Dans les cafés, les mots se heurtent : complot jacobin, salut public, coup de force, réforme nécessaire. Chacun choisit celui qui sert sa peur. Les plus prudents ne disent rien trop fort. On a appris, depuis dix ans, que les régimes changent parfois plus vite que les réputations ne se corrigent.
Les journaux avancent avec précaution. Les communiqués officiels parlent de sûreté et de représentation nationale. Les rédactions comprennent qu’il faut reprendre ces termes, mais les lecteurs savent lire entre les lignes. Quand la force armée reçoit un rôle politique, le vocabulaire légal devient lui-même suspect.
Le peuple parisien, souvent convoqué dans les discours, n’est pas nécessairement acteur de la journée. C’est peut-être l’un des faits les plus frappants : après tant d’années où la rue a pesé sur les assemblées, la crise semble organisée pour se dérouler ailleurs, entre Conseils déplacés, directeurs isolés et soldats mobilisés.
Ce silence relatif ne vaut pas adhésion. Il peut être fatigue, prudence, attente. Il peut aussi être le signe que la République directoriale a perdu ce qui fait vivre un régime : non la peur qu’il inspire, mais l’énergie de ceux qui se lèvent pour lui.
Les lecteurs réagissent au 18 brumaire
Commentaires reconstitués : profils, sensibilités et disputes sont imaginés à partir des clivages du moment. La modération aussi a ses petites lâchetés.
Si les Conseils doivent être déplacés pour délibérer sans pression, qu’on les déplace. La République n’est pas un club bruyant.
Quand on commence à sauver la République loin du peuple, il ne reste bientôt que les soldats pour applaudir.
Bonaparte a sauvé l’Italie pendant que certains apprenaient à écrire des motions. Laissez travailler ceux qui savent décider.

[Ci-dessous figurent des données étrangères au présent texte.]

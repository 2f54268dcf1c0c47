//! Plain-text rendering of records and summary tables.

use pocketbook_core::{Record, TabConfig};
use pocketbook_finance::{BalanceTable, CategoryTable, TreeNode};
use rust_decimal::Decimal;

pub fn print_records(records: &[Record]) {
    for (i, r) in records.iter().enumerate() {
        match r {
            Record::Transaction(t) => println!(
                "{i:>3}  {}  {:<48} {:>12}  {}",
                t.date,
                t.description,
                t.amount,
                t.category.as_ref().map(|c| c.as_str()).unwrap_or("-")
            ),
            Record::Balance(b) => println!("{i:>3}  {}  {:<48} {:>12}", b.date, b.source, b.balance),
        }
    }
}

pub fn print_category_table(table: &CategoryTable, tab: &TabConfig, base_total: Option<Decimal>) {
    println!("## Spend by category ({})\n", table.label);
    for (name, spend) in &table.columns {
        println!("  {name:<20} {spend:>12.2} {}", tab.currency);
    }
    println!("  {:<20} {:>12.2} {}", "Total", table.total(), tab.currency);
    if let Some(base) = base_total {
        println!("  {:<20} {:>12.2}", "Total (base)", base);
    }
}

/// Months without a fresh report show the previous balance.
pub fn print_balance_table(table: &BalanceTable) {
    println!("## Month-end balances\n");
    if table.is_empty() {
        println!("  (no balances in range)");
        return;
    }
    let mut grid = table.grid();
    grid.forward_fill();

    let header: Vec<String> = grid.sources.iter().map(|s| format!("{s:>12}")).collect();
    println!("  {:<10} {}", "Month", header.join(" "));
    for (month, cells) in &grid.rows {
        let cells: Vec<String> = cells
            .iter()
            .map(|c| match c {
                Some(v) => format!("{v:>12.2}"),
                None => format!("{:>12}", "-"),
            })
            .collect();
        println!("  {:<10} {}", month.format("%Y-%m-%d").to_string(), cells.join(" "));
    }
}

pub fn print_tree(nodes: &[TreeNode], depth: usize) {
    for node in nodes {
        println!("{}{}/", "  ".repeat(depth), node.label);
        print_tree(&node.children, depth + 1);
    }
}
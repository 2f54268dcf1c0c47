use std::path::{Path, PathBuf};
use std::process::Command;

fn git(repo: &Path, args: &[&str]) -> Option<String> {
    let out = Command::new("git").arg("-C").arg(repo).args(args).output().ok()?;
    out.status
        .success()
        .then(|| String::from_utf8_lossy(&out.stdout).trim().to_string())
}

/// Embeds `POCKETBOOK_BUILD_SHA` for `pocketbook check`: the short commit, with
/// a `-dirty` suffix when tracked files have local edits.
fn main() {
    let manifest_dir = std::env::var("CARGO_MANIFEST_DIR").unwrap_or_else(|_| ".".to_string());
    let workspace = PathBuf::from(manifest_dir).join("..");

    let version = match git(&workspace, &["rev-parse", "--short", "HEAD"]).filter(|s| !s.is_empty()) {
        Some(sha) => {
            let dirty = git(&workspace, &["status", "--porcelain", "--untracked-files=no"])
                .is_some_and(|s| !s.is_empty());
            if dirty { format!("{sha}-dirty") } else { sha }
        }
        None => "unknown".to_string(),
    };

    println!("cargo:rustc-env=POCKETBOOK_BUILD_SHA={version}");
    println!("cargo:rerun-if-changed=../.git/HEAD");
    println!("cargo:rerun-if-changed=../.git/index");
}
//! Process-wide configuration: category list, tabs, currency table, institutions.
//!
//! Built once at startup and handed to every component by reference. Nothing in
//! here changes at runtime.

use rust_decimal::Decimal;
use serde::{Deserialize, Serialize};
use std::collections::BTreeMap;
use std::fs;
use std::path::{Path, PathBuf};

use crate::error::ConfigError;
use crate::records::Category;

#[derive(Debug, Clone, Serialize, Deserialize)]
pub struct Config {
    /// Root of the ledger tree; holds one subdirectory per tab tag.
    pub data_root: PathBuf,

    /// Ordered, closed set of expense categories.
    #[serde(default = "default_categories")]
    pub categories: Vec<String>,

    /// Transfers between own accounts; left out of spend totals.
    #[serde(default = "default_pass_through")]
    pub pass_through_category: String,

    /// Ledger file names skipped when compiling a tab.
    #[serde(default = "default_excluded_files")]
    pub excluded_files: Vec<String>,

    pub tabs: Vec<TabConfig>,

    /// Currency -> conversion rate to the base currency.
    pub currencies: BTreeMap<String, Decimal>,

    /// Classifier priority order: first match wins.
    #[serde(default)]
    pub institutions: Vec<InstitutionConfig>,

    #[serde(default)]
    pub extraction: ExtractionConfig,
}

#[derive(Debug, Clone, PartialEq, Serialize, Deserialize)]
pub struct TabConfig {
    pub name: String,
    /// Short tag, also the directory name under `data_root`
    pub tag: String,
    pub currency: String,
}

#[derive(Debug, Clone, PartialEq, Serialize, Deserialize)]
pub struct InstitutionConfig {
    /// Built-in institution tag ("SC", "HSBC", "IBKR")
    pub institution: String,
    /// Tab name the institution's ledger lives under
    pub tab: String,
    /// Ledger folder name; defaults to the institution tag
    pub folder: Option<String>,
    /// Literal substrings that must all appear in a document's text
    pub identifiers: Vec<String>,
}

impl InstitutionConfig {
    pub fn folder(&self) -> &str {
        self.folder.as_deref().unwrap_or(&self.institution)
    }
}

#[derive(Debug, Clone, PartialEq, Serialize, Deserialize)]
#[serde(default)]
pub struct ExtractionConfig {
    pub ocr_dpi: u32,
    pub ocr_language: String,
    pub remote_endpoint: String,
    /// Name of the environment variable holding the remote service credential
    pub remote_api_key_env: String,
    pub remote_timeout_secs: u64,
    pub poll_interval_secs: u64,
}

impl Default for ExtractionConfig {
    fn default() -> Self {
        Self {
            ocr_dpi: 300,
            ocr_language: "eng".to_string(),
            remote_endpoint: "https://api.cloud.llamaindex.ai/api/parsing".to_string(),
            remote_api_key_env: "LLAMA_CLOUD_API_KEY".to_string(),
            remote_timeout_secs: 120,
            poll_interval_secs: 2,
        }
    }
}

fn default_categories() -> Vec<String> {
    [
        "Groceries",
        "Dining",
        "Transport",
        "Travel",
        "Entertainment",
        "Investment",
        "Gifts / Family",
        "Credit Card",
        "Personal",
        "Taxes / Bills",
        "Rent / Mortgage",
        "Unsure",
    ]
    .iter()
    .map(|s| s.to_string())
    .collect()
}

fn default_pass_through() -> String {
    "Credit Card".to_string()
}

fn default_excluded_files() -> Vec<String> {
    vec!["paystubs.csv".to_string()]
}

impl Config {
    /// A starter config with one USD tab.
    pub fn example(data_root: impl Into<PathBuf>) -> Self {
        Self {
            data_root: data_root.into(),
            categories: default_categories(),
            pass_through_category: default_pass_through(),
            excluded_files: default_excluded_files(),
            tabs: vec![TabConfig {
                name: "United States".to_string(),
                tag: "US".to_string(),
                currency: "USD".to_string(),
            }],
            currencies: BTreeMap::from([("USD".to_string(), Decimal::ONE)]),
            institutions: Vec::new(),
            extraction: ExtractionConfig::default(),
        }
    }

    pub fn from_toml_str(s: &str) -> Result<Self, ConfigError> {
        Ok(toml::from_str(s)?)
    }

    pub fn to_toml_string(&self) -> Result<String, ConfigError> {
        Ok(toml::to_string_pretty(self)?)
    }

    /// Read and validate a config file.
    pub fn load(path: &Path) -> Result<Self, ConfigError> {
        let s = fs::read_to_string(path).map_err(|source| ConfigError::Io {
            path: path.to_path_buf(),
            source,
        })?;
        let cfg = Self::from_toml_str(&s)?;
        cfg.validate()?;
        Ok(cfg)
    }

    /// Startup checks: every tab has a conversion rate and a directory,
    /// and every institution points at a declared tab.
    pub fn validate(&self) -> Result<(), ConfigError> {
        for tab in &self.tabs {
            if !self.currencies.contains_key(&tab.currency) {
                return Err(ConfigError::MissingConversion {
                    tab: tab.name.clone(),
                    currency: tab.currency.clone(),
                });
            }
        }

        if !self.categories.contains(&self.pass_through_category) {
            return Err(ConfigError::UnknownCategory(
                self.pass_through_category.clone(),
            ));
        }

        for inst in &self.institutions {
            if self.tab(&inst.tab).is_none() {
                return Err(ConfigError::UnknownTab(inst.tab.clone()));
            }
        }

        if !self.data_root.is_dir() {
            return Err(ConfigError::MissingDataRoot(self.data_root.clone()));
        }
        for tab in &self.tabs {
            let dir = self.tab_dir(tab);
            if !dir.is_dir() {
                return Err(ConfigError::MissingTabDirectory {
                    tab: tab.name.clone(),
                    path: dir,
                });
            }
        }

        Ok(())
    }

    pub fn tab(&self, name: &str) -> Option<&TabConfig> {
        self.tabs.iter().find(|t| t.name == name || t.tag == name)
    }

    pub fn tab_dir(&self, tab: &TabConfig) -> PathBuf {
        self.data_root.join(&tab.tag)
    }

    /// Look up a category by name, rejecting anything outside the configured set.
    pub fn category(&self, name: &str) -> Result<Category, ConfigError> {
        let name = name.trim();
        if self.categories.iter().any(|c| c == name) {
            Ok(Category::new(name))
        } else {
            Err(ConfigError::UnknownCategory(name.to_string()))
        }
    }

    /// Categories that count as spend, in configured order.
    pub fn spend_categories(&self) -> impl Iterator<Item = &str> {
        self.categories
            .iter()
            .map(String::as_str)
            .filter(|c| *c != self.pass_through_category)
    }

    /// Convert an amount to the base currency with the static rate table.
    pub fn to_base(&self, amount: Decimal, currency: &str) -> Option<Decimal> {
        self.currencies.get(currency).map(|rate| amount * rate)
    }
}
//! Cross-account views over a tab's ledger files.

use chrono::NaiveDate;
use pocketbook_core::{month_end, Config, Period};
use rust_decimal::Decimal;
use std::collections::{BTreeMap, BTreeSet};
use std::path::{Path, PathBuf};
use walkdir::WalkDir;

use crate::ledger::{parse_date, parse_decimal, read_raw_rows};

/// One row of the compiled table. Transaction rows carry an amount, balance rows a balance.
#[derive(Debug, Clone, PartialEq)]
pub struct LedgerRow {
    pub date: NaiveDate,
    pub description: String,
    pub amount: Option<Decimal>,
    pub category: Option<String>,
    pub comments: String,
    pub balance: Option<Decimal>,
    /// Sub-path of the ledger file relative to the tab directory, e.g. "HSBC"
    pub source: String,
}

/// Spend per category over one period.
#[derive(Debug, Clone, PartialEq)]
pub struct CategoryTable {
    pub label: String,
    /// One entry per configured category except the pass-through one, in configured order
    pub columns: Vec<(String, Decimal)>,
}

impl CategoryTable {
    pub fn get(&self, category: &str) -> Option<Decimal> {
        self.columns
            .iter()
            .find(|(name, _)| name == category)
            .map(|(_, v)| *v)
    }

    pub fn total(&self) -> Decimal {
        self.columns.iter().map(|(_, v)| *v).sum()
    }
}

/// Last reported balance of one source within one calendar month.
#[derive(Debug, Clone, PartialEq)]
pub struct BalancePoint {
    /// Month end
    pub date: NaiveDate,
    pub balance: Decimal,
    pub source: String,
}

#[derive(Debug, Clone, PartialEq, Default)]
pub struct BalanceTable {
    /// Sorted by date, then source
    pub points: Vec<BalancePoint>,
}

/// Date-indexed, source-columned view of a [`BalanceTable`]. Cells are `None`
/// for months in which a source reported nothing.
#[derive(Debug, Clone, PartialEq)]
pub struct BalanceGrid {
    pub sources: Vec<String>,
    pub rows: Vec<(NaiveDate, Vec<Option<Decimal>>)>,
}

impl BalanceGrid {
    /// Carry each source's last known balance into months without a report.
    pub fn forward_fill(&mut self) {
        let mut last: Vec<Option<Decimal>> = vec![None; self.sources.len()];
        for (_, cells) in &mut self.rows {
            for (cell, prev) in cells.iter_mut().zip(last.iter_mut()) {
                if let Some(v) = *cell {
                    *prev = Some(v);
                } else {
                    *cell = *prev;
                }
            }
        }
    }
}

impl BalanceTable {
    pub fn is_empty(&self) -> bool {
        self.points.is_empty()
    }

    /// Pivot into one row per month end between the first and last point.
    pub fn grid(&self) -> BalanceGrid {
        let sources: Vec<String> = self
            .points
            .iter()
            .map(|p| p.source.clone())
            .collect::<BTreeSet<_>>()
            .into_iter()
            .collect();

        let mut rows = Vec::new();
        let (Some(first), Some(last)) = (self.points.first(), self.points.last()) else {
            return BalanceGrid { sources, rows };
        };

        let mut month = first.date;
        while month <= last.date {
            let cells = sources
                .iter()
                .map(|s| {
                    self.points
                        .iter()
                        .find(|p| p.date == month && &p.source == s)
                        .map(|p| p.balance)
                })
                .collect();
            rows.push((month, cells));
            match month.succ_opt() {
                Some(next) => month = month_end(next),
                None => break,
            }
        }
        BalanceGrid { sources, rows }
    }
}

fn is_excluded(path: &Path, excluded: &[String]) -> bool {
    let name = path.file_name().map(|n| n.to_string_lossy()).unwrap_or_default();
    excluded.iter().any(|e| name.ends_with(e.as_str()))
}

fn source_tag(file: &Path, tab_dir: &Path) -> String {
    let sub = file
        .parent()
        .and_then(|p| p.strip_prefix(tab_dir).ok())
        .map(|p| {
            p.components()
                .map(|c| c.as_os_str().to_string_lossy().into_owned())
                .collect::<Vec<_>>()
                .join("/")
        })
        .unwrap_or_default();
    if sub.is_empty() {
        file.file_stem()
            .map(|s| s.to_string_lossy().into_owned())
            .unwrap_or_default()
    } else {
        sub
    }
}

fn read_rows(file: &Path, tab_dir: &Path) -> anyhow::Result<Vec<LedgerRow>> {
    let fallback_source = source_tag(file, tab_dir);
    let mut out = Vec::new();
    for raw in read_raw_rows(file)? {
        let Some(date) = parse_date(&raw.date) else {
            log::warn!("skipping row with bad date '{}' in {}", raw.date, file.display());
            continue;
        };
        let (amount, balance) = match (
            parse_decimal(raw.amount.as_deref()),
            parse_decimal(raw.balance.as_deref()),
        ) {
            (Ok(a), Ok(b)) => (a, b),
            (Err(e), _) | (_, Err(e)) => {
                log::warn!("skipping row dated {date} in {}: {e:#}", file.display());
                continue;
            }
        };
        out.push(LedgerRow {
            date,
            description: raw.description.unwrap_or_default(),
            amount,
            category: raw.category.filter(|c| !c.trim().is_empty()),
            comments: raw.comments.unwrap_or_default(),
            balance,
            source: raw
                .source
                .filter(|s| !s.trim().is_empty())
                .unwrap_or_else(|| fallback_source.clone()),
        });
    }
    Ok(out)
}

/// Every ledger row of `tab` dated within `period`, oldest first.
///
/// A missing or empty tab directory yields an empty table. Unreadable files and
/// rows with an unreadable date or number are logged and skipped.
pub fn compile_statements(config: &Config, tab: &str, period: Period) -> Vec<LedgerRow> {
    let Some(tab) = config.tab(tab) else {
        log::warn!("no tab named '{tab}'");
        return Vec::new();
    };
    let dir = config.tab_dir(tab);
    if !dir.is_dir() {
        log::warn!("the path {} does not exist", dir.display());
        return Vec::new();
    }

    let mut files: Vec<PathBuf> = WalkDir::new(&dir)
        .into_iter()
        .filter_map(|e| e.ok())
        .filter(|e| e.file_type().is_file())
        .map(|e| e.into_path())
        .filter(|p| p.extension().is_some_and(|e| e.eq_ignore_ascii_case("csv")))
        .filter(|p| !is_excluded(p, &config.excluded_files))
        .collect();
    files.sort();
    if files.is_empty() {
        log::info!("no ledger files under {}", dir.display());
        return Vec::new();
    }

    let mut rows = Vec::new();
    for file in &files {
        match read_rows(file, &dir) {
            Ok(r) => rows.extend(r),
            Err(e) => log::warn!("{e:#}"),
        }
    }
    rows.sort_by_key(|r| r.date);
    rows.retain(|r| period.contains(r.date));
    log::debug!("{} row(s) from {} file(s) in {}", rows.len(), files.len(), tab.name);
    rows
}

/// Positive spend per category. Categories without rows are reported as zero.
pub fn category_table(rows: &[LedgerRow], period: Period, config: &Config) -> CategoryTable {
    let columns = config
        .spend_categories()
        .map(|cat| {
            let spend: Decimal = rows
                .iter()
                .filter(|r| period.contains(r.date) && r.category.as_deref() == Some(cat))
                .filter_map(|r| r.amount)
                .map(|a| -a)
                .sum();
            (cat.to_string(), spend)
        })
        .collect();
    CategoryTable {
        label: period.label(),
        columns,
    }
}

/// Last balance per source per calendar month, keyed on the month end.
pub fn balance_table(rows: &[LedgerRow], period: Period) -> BalanceTable {
    let mut latest: BTreeMap<(NaiveDate, String), (NaiveDate, Decimal)> = BTreeMap::new();
    for row in rows.iter().filter(|r| period.contains(r.date)) {
        let Some(balance) = row.balance else { continue };
        let key = (month_end(row.date), row.source.clone());
        match latest.get(&key) {
            Some((seen, _)) if *seen > row.date => {}
            _ => {
                latest.insert(key, (row.date, balance));
            }
        }
    }

    BalanceTable {
        points: latest
            .into_iter()
            .map(|((date, source), (_, balance))| BalancePoint { date, balance, source })
            .collect(),
    }
}

#[cfg(test)]
mod tests {
    use super::*;
    use rust_decimal_macros::dec;

    fn d(m: u32, day: u32) -> NaiveDate {
        NaiveDate::from_ymd_opt(2024, m, day).unwrap()
    }

    fn march() -> Period {
        Period::new(d(3, 1), d(3, 31))
    }

    fn spend(date: NaiveDate, amount: Decimal, category: &str) -> LedgerRow {
        LedgerRow {
            date,
            description: "x".to_string(),
            amount: Some(amount),
            category: Some(category.to_string()),
            comments: String::new(),
            balance: None,
            source: "HSBC".to_string(),
        }
    }

    fn balance(date: NaiveDate, amount: Decimal, source: &str) -> LedgerRow {
        LedgerRow {
            date,
            description: String::new(),
            amount: None,
            category: None,
            comments: String::new(),
            balance: Some(amount),
            source: source.to_string(),
        }
    }

    #[test]
    fn test_category_table_has_every_column() {
        let cfg = Config::example("/tmp/pb");
        let rows = vec![
            spend(d(3, 2), dec!(-10.00), "Dining"),
            spend(d(3, 9), dec!(-5.50), "Dining"),
            spend(d(3, 9), dec!(2.00), "Dining"),
            spend(d(3, 10), dec!(300.00), "Credit Card"),
            spend(d(4, 1), dec!(-99.00), "Dining"),
        ];
        let table = category_table(&rows, march(), &cfg);

        assert_eq!(table.label, "01 Mar 2024 to 31 Mar 2024");
        assert_eq!(table.columns.len(), cfg.categories.len() - 1);
        assert!(table.get("Credit Card").is_none());
        assert_eq!(table.get("Dining"), Some(dec!(13.50)));
        assert_eq!(table.get("Groceries"), Some(Decimal::ZERO));
        assert_eq!(table.total(), dec!(13.50));
    }

    #[test]
    fn test_last_balance_of_month_wins() {
        let rows = vec![balance(d(3, 5), dec!(1000), "DBS"), balance(d(3, 20), dec!(1200), "DBS")];
        let table = balance_table(&rows, march());
        assert_eq!(
            table.points,
            vec![BalancePoint {
                date: d(3, 31),
                balance: dec!(1200),
                source: "DBS".to_string()
            }]
        );
    }

    #[test]
    fn test_balance_grid_gaps_and_forward_fill() {
        let year = Period::new(d(1, 1), d(12, 31));
        let rows = vec![
            balance(d(1, 31), dec!(10), "IBKR"),
            balance(d(1, 15), dec!(500), "DBS"),
            balance(d(3, 31), dec!(12), "IBKR"),
            spend(d(2, 2), dec!(-1), "Dining"),
        ];
        let table = balance_table(&rows, year);
        assert_eq!(table.points.len(), 3);

        let mut grid = table.grid();
        assert_eq!(grid.sources, vec!["DBS", "IBKR"]);
        let months: Vec<_> = grid.rows.iter().map(|(m, _)| *m).collect();
        assert_eq!(months, vec![d(1, 31), d(2, 29), d(3, 31)]);
        assert_eq!(grid.rows[1].1, vec![None, None]);

        grid.forward_fill();
        assert_eq!(grid.rows[1].1, vec![Some(dec!(500)), Some(dec!(10))]);
        assert_eq!(grid.rows[2].1, vec![Some(dec!(500)), Some(dec!(12))]);
    }

    #[test]
    fn test_bad_amount_skips_only_its_row() {
        let dir = tempfile::tempdir().unwrap();
        let cfg = Config::example(dir.path());
        let file = dir.path().join("US/SC/MAR-2024.csv");
        std::fs::create_dir_all(file.parent().unwrap()).unwrap();
        std::fs::write(
            &file,
            "Date,Description,Amount,Category,Comments\n\
             2024-03-05,COFFEE,-4.50,Dining,\n\
             2024-03-06,TYPO,4.5o,Dining,\n\
             2024-03-07,LUNCH,-12.00,Dining,\n",
        )
        .unwrap();

        let rows = compile_statements(&cfg, "US", march());
        let amounts: Vec<_> = rows.iter().map(|r| r.amount).collect();
        assert_eq!(amounts, vec![Some(dec!(-4.50)), Some(dec!(-12.00))]);
        assert_eq!(category_table(&rows, march(), &cfg).get("Dining"), Some(dec!(16.50)));
    }

    #[test]
    fn test_empty_tab_directory_compiles_to_nothing() {
        let dir = tempfile::tempdir().unwrap();
        let cfg = Config::example(dir.path());
        std::fs::create_dir_all(dir.path().join("US")).unwrap();
        assert!(compile_statements(&cfg, "US", march()).is_empty());
    }

    #[test]
    fn test_source_tag() {
        let tab = Path::new("/data/SG");
        assert_eq!(source_tag(Path::new("/data/SG/HSBC/FEB-2024.csv"), tab), "HSBC");
        assert_eq!(source_tag(Path::new("/data/SG/FD/SRS/JAN-2024.csv"), tab), "FD/SRS");
        assert_eq!(source_tag(Path::new("/data/SG/CPF.csv"), tab), "CPF");
    }
}
//! Rasterise-then-OCR extraction.
//!
//! Pages are rendered to PNG with `pdftoppm` (poppler-utils) at a fixed DPI and
//! each page is run through `tesseract`. Page texts are joined with newlines.
//! Image files skip the rasterise step.

use pocketbook_core::ExtractionConfig;
use std::path::{Path, PathBuf};
use std::process::Command;
use tempfile::TempDir;

use super::{normalize, StatementSource};
use crate::error::IngestError;

pub struct OcrSource {
    dpi: u32,
    language: String,
}

impl OcrSource {
    pub fn new(dpi: u32, language: impl Into<String>) -> Self {
        Self {
            dpi,
            language: language.into(),
        }
    }

    pub fn from_config(cfg: &ExtractionConfig) -> Self {
        Self::new(cfg.ocr_dpi, cfg.ocr_language.clone())
    }

    /// Render every page of a PDF into `out_dir`, returning the images in page order.
    fn rasterize(&self, pdf: &Path, out_dir: &Path) -> Result<Vec<PathBuf>, IngestError> {
        let pdftoppm = which::which("pdftoppm")
            .map_err(|_| IngestError::read(pdf, "pdftoppm not found (install poppler-utils)"))?;

        let output = Command::new(pdftoppm)
            .arg("-png")
            .arg("-r")
            .arg(self.dpi.to_string())
            .arg(pdf)
            .arg(out_dir.join("page"))
            .output()
            .map_err(|e| IngestError::read(pdf, format!("running pdftoppm: {e}")))?;

        if !output.status.success() {
            let stderr = String::from_utf8_lossy(&output.stderr);
            return Err(IngestError::read(pdf, format!("pdftoppm failed: {}", stderr.trim())));
        }

        let mut pages: Vec<PathBuf> = std::fs::read_dir(out_dir)
            .map_err(|e| IngestError::read(pdf, e))?
            .filter_map(|entry| entry.ok())
            .map(|entry| entry.path())
            .filter(|p| p.extension().is_some_and(|ext| ext == "png"))
            .collect();

        // pdftoppm zero-pads page numbers, so name order is page order
        pages.sort();

        if pages.is_empty() {
            return Err(IngestError::read(pdf, "no pages rendered"));
        }
        Ok(pages)
    }

    fn recognize(&self, image: &Path) -> Result<String, IngestError> {
        let tesseract = which::which("tesseract")
            .map_err(|_| IngestError::read(image, "tesseract not found"))?;

        let output = Command::new(tesseract)
            .arg(image)
            .arg("stdout")
            .arg("-l")
            .arg(&self.language)
            .output()
            .map_err(|e| IngestError::read(image, format!("running tesseract: {e}")))?;

        if !output.status.success() {
            let stderr = String::from_utf8_lossy(&output.stderr);
            return Err(IngestError::read(image, format!("tesseract failed: {}", stderr.trim())));
        }
        Ok(String::from_utf8_lossy(&output.stdout).into_owned())
    }
}

fn is_image(path: &Path) -> bool {
    matches!(
        path.extension()
            .and_then(|e| e.to_str())
            .map(|e| e.to_ascii_lowercase())
            .as_deref(),
        Some("png" | "jpg" | "jpeg" | "tif" | "tiff")
    )
}

impl StatementSource for OcrSource {
    fn extract_text(&self, path: &Path) -> Result<String, IngestError> {
        if is_image(path) {
            let text = self.recognize(path)?;
            return normalize(path, text);
        }

        let tmp = TempDir::new().map_err(|e| IngestError::read(path, e))?;
        let pages = self.rasterize(path, tmp.path())?;
        log::debug!("ocr: {} page(s) from {}", pages.len(), path.display());

        let mut fulltext = String::new();
        for page in &pages {
            fulltext.push_str(&self.recognize(page)?);
            fulltext.push('\n');
        }
        normalize(path, fulltext)
    }
}
//! pocketbook-ingest: statement text extraction, institution grammars, parsing and classification.

pub mod classifier;
pub mod error;
pub mod grammar;
pub mod institution;
pub mod parsers;
pub mod source;
pub mod statement;
pub mod types;

pub use classifier::{Classifier, StatementUpload};
pub use error::IngestError;
pub use grammar::{adjust_year, parse_amount, resolve_year, AnchorRule, BalanceRule, LineGrammar, RunningBalanceGrammar};
pub use institution::{Institution, InstitutionProfile};
pub use parsers::StatementParser;
pub use source::{read_text, read_with_fallback, StatementSource};
pub use statement::Statement;
pub use types::ExtractionMethod;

Je suis profondément attaché à la légalité républicaine, raison pour laquelle je trouve préoccupant tout cela. Très préoccupant.
Votre amour soudain pour la Constitution de l’an III est touchant.
J’attends simplement de savoir si demain les rues seront calmes et si les paiements continueront. Le reste est littérature de clubs.
Évidemment on censure dès qu’on rappelle 1793. La modération protège les directeurs et les sabres.
BONAPARTE OU LE DÉSORDRE. C’est pourtant simple.
BONAPARTE OU LE DÉSORDRE. C’est pourtant simple.
BONAPARTE OU LE DÉSORDRE. C’est pourtant simple.